# Task item:
Whenever the word "DatabasePool" turns up in a line of the data below, copy that line.

Top of Input records

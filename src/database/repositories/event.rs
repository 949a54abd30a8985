//! Event repository implementation

use async_trait::async_trait;
use sqlx::PgPool;
use chrono::Utc;
use uuid::Uuid;
use crate::database::connection::health_check;
use crate::database::store::EventStore;
use crate::models::{Band, BandTally, Event, EventStatus};
use crate::utils::errors::BandVoteError;

const EVENT_COLUMNS: &str = "id, name, date, location, status, created_at, updated_at";
const BAND_COLUMNS: &str = "id, event_id, name, description, running_order, image_url, created_at";

#[derive(Debug, Clone)]
pub struct EventRepository {
    pool: PgPool,
}

impl EventRepository {
    pub fn new(pool: PgPool) -> Self {
        Self { pool }
    }
}

#[async_trait]
impl EventStore for EventRepository {
    async fn ping(&self) -> Result<(), BandVoteError> {
        health_check(&self.pool).await
    }

    /// List events, most recent first
    async fn list_events(&self) -> Result<Vec<Event>, BandVoteError> {
        let events = sqlx::query_as::<_, Event>(&format!(
            "SELECT {} FROM events ORDER BY date DESC",
            EVENT_COLUMNS
        ))
        .fetch_all(&self.pool)
        .await?;

        Ok(events)
    }

    /// Find event by ID
    async fn find_event(&self, event_id: Uuid) -> Result<Option<Event>, BandVoteError> {
        let event = sqlx::query_as::<_, Event>(&format!(
            "SELECT {} FROM events WHERE id = $1",
            EVENT_COLUMNS
        ))
        .bind(event_id)
        .fetch_optional(&self.pool)
        .await?;

        Ok(event)
    }

    async fn update_event_status(&self, event_id: Uuid, status: EventStatus) -> Result<Option<Event>, BandVoteError> {
        let event = sqlx::query_as::<_, Event>(&format!(
            r#"
            UPDATE events
            SET status = $2,
                updated_at = $3
            WHERE id = $1
            RETURNING {}
            "#,
            EVENT_COLUMNS
        ))
        .bind(event_id)
        .bind(status.as_str())
        .bind(Utc::now())
        .fetch_optional(&self.pool)
        .await?;

        Ok(event)
    }

    async fn list_bands(&self, event_id: Uuid) -> Result<Vec<Band>, BandVoteError> {
        let bands = sqlx::query_as::<_, Band>(&format!(
            "SELECT {} FROM bands WHERE event_id = $1 ORDER BY running_order ASC, name ASC",
            BAND_COLUMNS
        ))
        .bind(event_id)
        .fetch_all(&self.pool)
        .await?;

        Ok(bands)
    }

    async fn find_band(&self, event_id: Uuid, band_id: Uuid) -> Result<Option<Band>, BandVoteError> {
        let band = sqlx::query_as::<_, Band>(&format!(
            "SELECT {} FROM bands WHERE id = $1 AND event_id = $2",
            BAND_COLUMNS
        ))
        .bind(band_id)
        .bind(event_id)
        .fetch_optional(&self.pool)
        .await?;

        Ok(band)
    }

    async fn vote_tally(&self, event_id: Uuid) -> Result<Vec<BandTally>, BandVoteError> {
        let tally = sqlx::query_as::<_, BandTally>(
            r#"
            SELECT b.id AS band_id, b.name AS band_name, b.running_order, COUNT(v.id) AS votes
            FROM bands b
            LEFT JOIN votes v ON v.band_id = b.id AND v.event_id = b.event_id AND v.status = 'approved'
            WHERE b.event_id = $1
            GROUP BY b.id, b.name, b.running_order
            ORDER BY votes DESC, b.running_order ASC
            "#
        )
        .bind(event_id)
        .fetch_all(&self.pool)
        .await?;

        Ok(tally)
    }
}
//! Database service layer
//!
//! Bundles the Postgres-backed repositories behind the store traits the
//! services depend on.

use std::sync::Arc;
use crate::database::{DatabasePool, EventRepository, PhotoRepository, VoteRepository};
use crate::database::store::{EventStore, PhotoStore, VoteStore};

#[derive(Debug, Clone)]
pub struct DatabaseService {
    pub events: EventRepository,
    pub votes: VoteRepository,
    pub photos: PhotoRepository,
}

impl DatabaseService {
    pub fn new(pool: DatabasePool) -> Self {
        Self {
            events: EventRepository::new(pool.clone()),
            votes: VoteRepository::new(pool.clone()),
            photos: PhotoRepository::new(pool),
        }
    }

    pub fn event_store(&self) -> Arc<dyn EventStore> {
        Arc::new(self.events.clone())
    }

    pub fn vote_store(&self) -> Arc<dyn VoteStore> {
        Arc::new(self.votes.clone())
    }

    pub fn photo_store(&self) -> Arc<dyn PhotoStore> {
        Arc::new(self.photos.clone())
    }
}
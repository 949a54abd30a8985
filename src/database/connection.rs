//! Postgres pool setup, migrations and liveness

use std::time::Instant;
use sqlx::postgres::PgPoolOptions;
use sqlx::{Pool, Postgres};
use tracing::info;
use crate::config::DatabaseConfig;
use crate::utils::errors::Result;

pub type DatabasePool = Pool<Postgres>;

/// Pool options derived from the `database` settings section
pub fn pool_options(config: &DatabaseConfig) -> PgPoolOptions {
    PgPoolOptions::new()
        .max_connections(config.max_connections)
        .min_connections(config.min_connections)
        .acquire_timeout(config.acquire_timeout())
        .idle_timeout(config.idle_timeout())
        .max_lifetime(config.max_lifetime())
}

/// Connect and verify the pool answers a query
pub async fn create_pool(config: &DatabaseConfig) -> Result<DatabasePool> {
    let started = Instant::now();
    let pool = pool_options(config).connect(&config.url).await?;
    health_check(&pool).await?;

    info!(
        max_connections = config.max_connections,
        elapsed_ms = started.elapsed().as_millis() as u64,
        "Database pool ready"
    );
    Ok(pool)
}

/// Apply pending migrations from `migrations/`
pub async fn run_migrations(pool: &DatabasePool) -> Result<()> {
    sqlx::migrate!("./migrations").run(pool).await?;
    info!("Database migrations applied");
    Ok(())
}

pub async fn health_check(pool: &DatabasePool) -> Result<()> {
    sqlx::query("SELECT 1").execute(pool).await?;
    Ok(())
}
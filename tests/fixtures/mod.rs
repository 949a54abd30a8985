//! Test fixtures for integration tests
//!
//! Builders for events, bands and photos with realistic fake data.

use chrono::{DateTime, Duration, Utc};
use fake::faker::company::en::CompanyName;
use fake::faker::lorem::en::Sentence;
use fake::faker::name::en::Name;
use fake::Fake;
use uuid::Uuid;

use bandvote::models::{Band, Event, EventStatus, Photo};

/// Builder for test events
#[derive(Debug, Clone)]
pub struct TestEvent {
    pub id: Uuid,
    pub name: String,
    pub status: EventStatus,
    pub date: DateTime<Utc>,
}

impl TestEvent {
    pub fn new(status: EventStatus) -> Self {
        Self {
            id: Uuid::new_v4(),
            name: format!("Battle of the Tech Bands: {}", CompanyName().fake::<String>()),
            status,
            date: Utc::now() + Duration::days(7),
        }
    }

    pub fn voting() -> Self {
        Self::new(EventStatus::Voting)
    }

    pub fn with_date(mut self, date: DateTime<Utc>) -> Self {
        self.date = date;
        self
    }

    pub fn build(&self) -> Event {
        let now = Utc::now();
        Event {
            id: self.id,
            name: self.name.clone(),
            date: self.date,
            location: Some("Community Hall".to_string()),
            status: self.status.as_str().to_string(),
            created_at: now,
            updated_at: now,
        }
    }
}

pub fn test_band(event_id: Uuid, running_order: i32) -> Band {
    Band {
        id: Uuid::new_v4(),
        event_id,
        name: CompanyName().fake(),
        description: Some(Sentence(3..8).fake()),
        running_order,
        image_url: None,
        created_at: Utc::now(),
    }
}

/// Photo uploaded `minutes_ago` minutes before now
pub fn test_photo(event_id: Uuid, band_id: Option<Uuid>, minutes_ago: i64, phash: Option<&str>) -> Photo {
    let id = Uuid::new_v4();
    Photo {
        id,
        event_id: Some(event_id),
        band_id,
        blob_url: format!("https://photos.example.com/{}.jpg", id),
        original_filename: Some(format!("IMG_{}.jpg", minutes_ago)),
        photographer: Some(Name().fake()),
        phash: phash.map(str::to_string),
        dhash: None,
        uploaded_at: Utc::now() - Duration::minutes(minutes_ago),
    }
}

/// Photographer-attributed photo
pub fn test_photo_by(event_id: Uuid, photographer: &str, minutes_ago: i64) -> Photo {
    Photo {
        photographer: Some(photographer.to_string()),
        ..test_photo(event_id, None, minutes_ago, None)
    }
}
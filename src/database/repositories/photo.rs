//! Photo repository implementation

use async_trait::async_trait;
use sqlx::PgPool;
use crate::database::store::PhotoStore;
use crate::models::{Photo, PhotoFilter};
use crate::utils::errors::BandVoteError;

#[derive(Debug, Clone)]
pub struct PhotoRepository {
    pool: PgPool,
}

impl PhotoRepository {
    pub fn new(pool: PgPool) -> Self {
        Self { pool }
    }
}

#[async_trait]
impl PhotoStore for PhotoRepository {
    async fn list_photos(&self, filter: &PhotoFilter) -> Result<Vec<Photo>, BandVoteError> {
        let photos = sqlx::query_as::<_, Photo>(
            r#"
            SELECT id, event_id, band_id, blob_url, original_filename, photographer, phash, dhash, uploaded_at
            FROM photos
            WHERE ($1::uuid IS NULL OR event_id = $1)
              AND ($2::uuid IS NULL OR band_id = $2)
              AND ($3::text IS NULL OR photographer = $3)
            ORDER BY uploaded_at DESC, id ASC
            "#
        )
        .bind(filter.event_id)
        .bind(filter.band_id)
        .bind(filter.photographer.as_deref())
        .fetch_all(&self.pool)
        .await?;

        Ok(photos)
    }
}
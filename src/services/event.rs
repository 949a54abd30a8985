//! Event, band and results service

use std::sync::Arc;
use tracing::info;
use uuid::Uuid;
use crate::database::store::EventStore;
use crate::models::{Band, BandTally, Event, EventStatus};
use crate::utils::errors::{BandVoteError, Result};
use crate::utils::logging::log_admin_action;

#[derive(Clone)]
pub struct EventService {
    events: Arc<dyn EventStore>,
}

impl EventService {
    pub fn new(events: Arc<dyn EventStore>) -> Self {
        Self { events }
    }

    pub async fn health_check(&self) -> Result<()> {
        self.events.ping().await
    }

    pub async fn list_events(&self) -> Result<Vec<Event>> {
        self.events.list_events().await
    }

    pub async fn get_event(&self, event_id: Uuid) -> Result<Event> {
        self.events.find_event(event_id).await?
            .ok_or(BandVoteError::EventNotFound { event_id })
    }

    pub async fn list_bands(&self, event_id: Uuid) -> Result<Vec<Band>> {
        self.get_event(event_id).await?;
        self.events.list_bands(event_id).await
    }

    /// Approved votes per band
    pub async fn results(&self, event_id: Uuid) -> Result<Vec<BandTally>> {
        self.get_event(event_id).await?;
        self.events.vote_tally(event_id).await
    }

    pub async fn set_status(&self, event_id: Uuid, status: EventStatus) -> Result<Event> {
        let event = self.events.update_event_status(event_id, status).await?
            .ok_or(BandVoteError::EventNotFound { event_id })?;

        log_admin_action("set_event_status", Some(&event_id.to_string()), Some(status.as_str()));
        info!(event_id = %event_id, status = %status, "Event status changed");
        Ok(event)
    }
}
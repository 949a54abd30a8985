use axum::{
    middleware::{from_fn, from_fn_with_state},
    routing::{get, patch, post},
    Router,
};
use tower_http::cors::{Any, CorsLayer};

use crate::config::Settings;
use crate::handlers::{events, health, photos, votes};
use crate::middleware::{log_requests, require_admin, limit_votes, AuthMiddleware, RateLimitMiddleware};
use crate::services::ServiceFactory;

// Shared application state
#[derive(Clone)]
pub struct AppState {
    pub services: ServiceFactory,
    pub rate_limiter: RateLimitMiddleware,
    pub auth: AuthMiddleware,
    /// Read client addresses from `X-Forwarded-For` / `X-Real-IP`
    pub trust_proxy_headers: bool,
}

impl AppState {
    pub fn new(settings: &Settings, services: ServiceFactory) -> Self {
        Self {
            services,
            rate_limiter: RateLimitMiddleware::from_settings(&settings.rate_limit),
            auth: AuthMiddleware::new(settings.admin.api_token.clone()),
            trust_proxy_headers: settings.server.trust_proxy_headers,
        }
    }
}

// Build the HTTP router
pub fn create_router(state: AppState) -> Router {
    let vote_routes = Router::new()
        .route("/api/votes", post(votes::submit_vote))
        .route_layer(from_fn_with_state(state.clone(), limit_votes));

    let admin_routes = Router::new()
        .route("/api/admin/events/:event_id/status", patch(events::update_event_status))
        .route_layer(from_fn_with_state(state.clone(), require_admin));

    let cors = CorsLayer::new()
        .allow_origin(Any)
        .allow_methods(Any)
        .allow_headers(Any);

    Router::new()
        .route("/health", get(health::health))
        .route("/api/events", get(events::list_events))
        .route("/api/events/:event_id", get(events::get_event))
        .route("/api/events/:event_id/bands", get(events::list_bands))
        .route("/api/events/:event_id/results", get(events::get_results))
        .route("/api/photos", get(photos::list_photos))
        .route("/api/photos/seed", get(photos::share_seed))
        .route("/api/photos/duplicates", get(photos::near_duplicates))
        .merge(vote_routes)
        .merge(admin_routes)
        .layer(from_fn(log_requests))
        .layer(cors)
        .with_state(state)
}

Bottom of Input records

# Solution for this exercise:
use crate::database::{DatabasePool, EventRepository, PhotoRepository, VoteRepository};
    pub fn new(pool: DatabasePool) -> Self {
pub type DatabasePool = Pool<Postgres>;
pub async fn create_pool(config: &DatabaseConfig) -> Result<DatabasePool> {
pub async fn run_migrations(pool: &DatabasePool) -> Result<()> {
pub async fn health_check(pool: &DatabasePool) -> Result<()> {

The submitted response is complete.